◆ DIRECTIONS
Working through the lines below, return each one that holds "given".

[DATA SECTION Boundary: Start]

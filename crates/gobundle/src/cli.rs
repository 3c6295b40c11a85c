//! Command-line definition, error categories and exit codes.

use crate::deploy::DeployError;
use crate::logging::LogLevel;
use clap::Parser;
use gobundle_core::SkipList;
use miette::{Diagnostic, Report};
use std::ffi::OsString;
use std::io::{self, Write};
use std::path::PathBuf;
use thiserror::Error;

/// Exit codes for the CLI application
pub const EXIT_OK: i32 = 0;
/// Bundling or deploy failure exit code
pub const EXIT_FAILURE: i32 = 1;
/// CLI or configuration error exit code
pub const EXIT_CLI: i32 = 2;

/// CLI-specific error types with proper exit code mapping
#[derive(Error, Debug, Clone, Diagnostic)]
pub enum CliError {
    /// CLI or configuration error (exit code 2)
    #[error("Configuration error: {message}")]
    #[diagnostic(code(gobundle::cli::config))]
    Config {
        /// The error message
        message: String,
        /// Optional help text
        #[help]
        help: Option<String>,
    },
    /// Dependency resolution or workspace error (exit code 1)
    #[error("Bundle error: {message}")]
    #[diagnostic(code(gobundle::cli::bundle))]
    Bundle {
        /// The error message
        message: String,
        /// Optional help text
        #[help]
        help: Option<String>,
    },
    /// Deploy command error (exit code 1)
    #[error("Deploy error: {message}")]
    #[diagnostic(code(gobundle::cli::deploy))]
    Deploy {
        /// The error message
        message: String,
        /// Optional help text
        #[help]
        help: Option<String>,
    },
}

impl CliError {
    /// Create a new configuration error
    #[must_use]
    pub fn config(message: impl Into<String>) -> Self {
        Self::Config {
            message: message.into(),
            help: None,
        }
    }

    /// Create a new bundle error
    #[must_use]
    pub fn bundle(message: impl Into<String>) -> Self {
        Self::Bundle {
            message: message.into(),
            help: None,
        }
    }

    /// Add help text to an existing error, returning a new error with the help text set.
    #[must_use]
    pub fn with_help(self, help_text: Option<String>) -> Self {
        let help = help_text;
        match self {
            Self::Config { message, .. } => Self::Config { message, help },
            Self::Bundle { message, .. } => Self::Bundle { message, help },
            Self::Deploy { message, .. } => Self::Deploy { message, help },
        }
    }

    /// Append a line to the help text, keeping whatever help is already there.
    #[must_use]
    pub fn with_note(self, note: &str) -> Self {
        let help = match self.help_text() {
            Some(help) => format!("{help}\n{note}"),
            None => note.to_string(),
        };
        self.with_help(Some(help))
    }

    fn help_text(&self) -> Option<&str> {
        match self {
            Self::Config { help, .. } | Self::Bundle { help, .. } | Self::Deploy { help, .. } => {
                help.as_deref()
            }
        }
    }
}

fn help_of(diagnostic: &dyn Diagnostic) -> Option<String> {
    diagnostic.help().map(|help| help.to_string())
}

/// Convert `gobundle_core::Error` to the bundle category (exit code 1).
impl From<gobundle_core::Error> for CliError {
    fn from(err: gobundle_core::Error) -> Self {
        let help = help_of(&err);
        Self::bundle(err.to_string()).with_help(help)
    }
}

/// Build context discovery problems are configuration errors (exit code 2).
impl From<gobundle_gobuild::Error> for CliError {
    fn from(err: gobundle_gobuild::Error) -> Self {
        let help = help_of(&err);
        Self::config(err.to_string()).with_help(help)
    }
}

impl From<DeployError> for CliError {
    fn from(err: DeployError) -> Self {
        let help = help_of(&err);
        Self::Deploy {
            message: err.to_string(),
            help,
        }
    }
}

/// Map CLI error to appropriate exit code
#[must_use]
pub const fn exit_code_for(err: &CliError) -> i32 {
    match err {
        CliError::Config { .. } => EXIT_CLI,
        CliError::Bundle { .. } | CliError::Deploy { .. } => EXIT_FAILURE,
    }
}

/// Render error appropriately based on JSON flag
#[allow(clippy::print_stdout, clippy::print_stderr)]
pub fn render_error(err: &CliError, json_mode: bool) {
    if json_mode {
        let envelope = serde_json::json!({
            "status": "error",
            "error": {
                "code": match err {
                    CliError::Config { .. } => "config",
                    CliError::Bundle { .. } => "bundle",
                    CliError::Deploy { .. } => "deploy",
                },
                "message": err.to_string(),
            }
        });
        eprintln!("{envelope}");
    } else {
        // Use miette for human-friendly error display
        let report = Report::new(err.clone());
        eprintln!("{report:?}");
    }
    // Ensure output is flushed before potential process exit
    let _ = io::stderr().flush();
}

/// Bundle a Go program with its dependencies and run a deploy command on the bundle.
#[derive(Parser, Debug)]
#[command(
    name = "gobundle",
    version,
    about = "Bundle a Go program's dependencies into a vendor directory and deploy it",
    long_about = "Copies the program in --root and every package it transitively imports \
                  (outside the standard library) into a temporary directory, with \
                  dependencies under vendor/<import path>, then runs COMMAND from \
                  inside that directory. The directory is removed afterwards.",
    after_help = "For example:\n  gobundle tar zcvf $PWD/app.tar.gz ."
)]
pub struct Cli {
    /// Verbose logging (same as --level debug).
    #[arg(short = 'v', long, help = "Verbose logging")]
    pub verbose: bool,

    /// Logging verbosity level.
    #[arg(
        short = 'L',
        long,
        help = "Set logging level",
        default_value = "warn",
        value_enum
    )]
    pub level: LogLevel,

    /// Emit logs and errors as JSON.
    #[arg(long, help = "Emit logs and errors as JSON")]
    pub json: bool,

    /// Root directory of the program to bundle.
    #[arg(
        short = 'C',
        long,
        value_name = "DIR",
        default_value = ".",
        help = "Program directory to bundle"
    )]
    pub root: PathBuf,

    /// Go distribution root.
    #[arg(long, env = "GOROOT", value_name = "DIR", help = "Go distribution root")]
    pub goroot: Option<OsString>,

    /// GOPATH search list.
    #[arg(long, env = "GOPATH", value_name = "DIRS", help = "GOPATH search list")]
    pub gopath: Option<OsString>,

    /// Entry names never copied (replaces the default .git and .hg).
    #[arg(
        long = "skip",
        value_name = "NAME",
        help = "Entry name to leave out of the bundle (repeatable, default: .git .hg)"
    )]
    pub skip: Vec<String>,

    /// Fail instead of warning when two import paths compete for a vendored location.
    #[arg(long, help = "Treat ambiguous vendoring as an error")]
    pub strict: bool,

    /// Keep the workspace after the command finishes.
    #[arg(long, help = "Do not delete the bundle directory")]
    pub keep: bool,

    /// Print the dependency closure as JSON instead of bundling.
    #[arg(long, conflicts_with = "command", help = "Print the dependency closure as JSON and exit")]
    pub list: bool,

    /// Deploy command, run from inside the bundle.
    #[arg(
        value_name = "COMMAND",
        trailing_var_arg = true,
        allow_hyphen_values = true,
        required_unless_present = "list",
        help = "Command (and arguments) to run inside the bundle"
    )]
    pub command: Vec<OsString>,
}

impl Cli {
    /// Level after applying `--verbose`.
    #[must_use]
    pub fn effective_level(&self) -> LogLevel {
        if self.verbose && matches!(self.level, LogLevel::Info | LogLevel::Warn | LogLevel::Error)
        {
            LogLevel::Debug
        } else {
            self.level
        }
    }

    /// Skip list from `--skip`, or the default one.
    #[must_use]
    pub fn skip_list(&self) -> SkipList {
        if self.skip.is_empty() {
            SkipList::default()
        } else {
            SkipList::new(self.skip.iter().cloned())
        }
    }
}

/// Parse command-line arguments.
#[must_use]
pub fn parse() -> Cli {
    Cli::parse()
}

[DATA SECTION Boundary: End]
[DATA SECTION Boundary: Start]

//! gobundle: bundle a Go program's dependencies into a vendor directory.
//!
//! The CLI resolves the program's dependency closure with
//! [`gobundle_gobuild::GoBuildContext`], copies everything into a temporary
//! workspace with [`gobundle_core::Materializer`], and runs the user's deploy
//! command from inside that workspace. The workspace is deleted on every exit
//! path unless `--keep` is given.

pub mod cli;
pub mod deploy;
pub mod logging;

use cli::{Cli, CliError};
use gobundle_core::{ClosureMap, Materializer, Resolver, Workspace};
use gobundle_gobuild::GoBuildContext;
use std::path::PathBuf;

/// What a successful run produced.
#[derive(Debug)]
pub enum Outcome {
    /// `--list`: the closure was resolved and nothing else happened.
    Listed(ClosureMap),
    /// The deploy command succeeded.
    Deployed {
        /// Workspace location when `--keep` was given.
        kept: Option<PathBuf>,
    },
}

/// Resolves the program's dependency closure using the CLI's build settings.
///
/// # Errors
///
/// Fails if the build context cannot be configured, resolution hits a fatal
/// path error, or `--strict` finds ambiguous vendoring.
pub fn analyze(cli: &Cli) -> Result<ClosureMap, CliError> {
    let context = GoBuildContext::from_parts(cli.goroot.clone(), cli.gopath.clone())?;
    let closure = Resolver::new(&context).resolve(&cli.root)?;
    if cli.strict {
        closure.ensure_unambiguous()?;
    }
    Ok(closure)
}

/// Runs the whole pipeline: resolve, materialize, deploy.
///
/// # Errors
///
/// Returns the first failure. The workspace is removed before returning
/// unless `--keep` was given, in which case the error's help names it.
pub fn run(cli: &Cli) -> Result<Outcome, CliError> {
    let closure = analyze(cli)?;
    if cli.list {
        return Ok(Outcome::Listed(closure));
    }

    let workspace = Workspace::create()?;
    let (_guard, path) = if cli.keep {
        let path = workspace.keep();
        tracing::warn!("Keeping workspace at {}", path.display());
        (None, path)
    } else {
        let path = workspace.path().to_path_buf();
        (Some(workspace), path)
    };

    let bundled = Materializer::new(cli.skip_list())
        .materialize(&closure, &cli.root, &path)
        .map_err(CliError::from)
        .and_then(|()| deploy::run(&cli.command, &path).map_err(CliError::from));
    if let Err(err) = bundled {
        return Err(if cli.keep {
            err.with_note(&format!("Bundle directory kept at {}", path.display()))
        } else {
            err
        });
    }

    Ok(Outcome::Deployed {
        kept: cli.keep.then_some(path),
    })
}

[DATA SECTION Boundary: End]
[DATA SECTION Boundary: Start]

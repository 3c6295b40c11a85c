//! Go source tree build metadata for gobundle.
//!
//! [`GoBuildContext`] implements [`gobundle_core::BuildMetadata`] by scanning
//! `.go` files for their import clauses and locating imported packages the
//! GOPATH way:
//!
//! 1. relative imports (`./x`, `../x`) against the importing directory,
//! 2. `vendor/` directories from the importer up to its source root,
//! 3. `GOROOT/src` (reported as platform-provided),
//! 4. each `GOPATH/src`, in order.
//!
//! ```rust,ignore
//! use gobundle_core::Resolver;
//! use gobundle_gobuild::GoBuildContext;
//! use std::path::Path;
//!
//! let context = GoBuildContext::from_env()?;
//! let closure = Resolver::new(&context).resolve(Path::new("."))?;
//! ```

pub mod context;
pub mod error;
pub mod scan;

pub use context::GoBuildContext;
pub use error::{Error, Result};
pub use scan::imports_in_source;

[DATA SECTION Boundary: End]

◆ WRITTEN ANSWER
//! path unless `--keep` is given.
        /// Workspace location when `--keep` was given.
/// unless `--keep` was given, in which case the error's help names it.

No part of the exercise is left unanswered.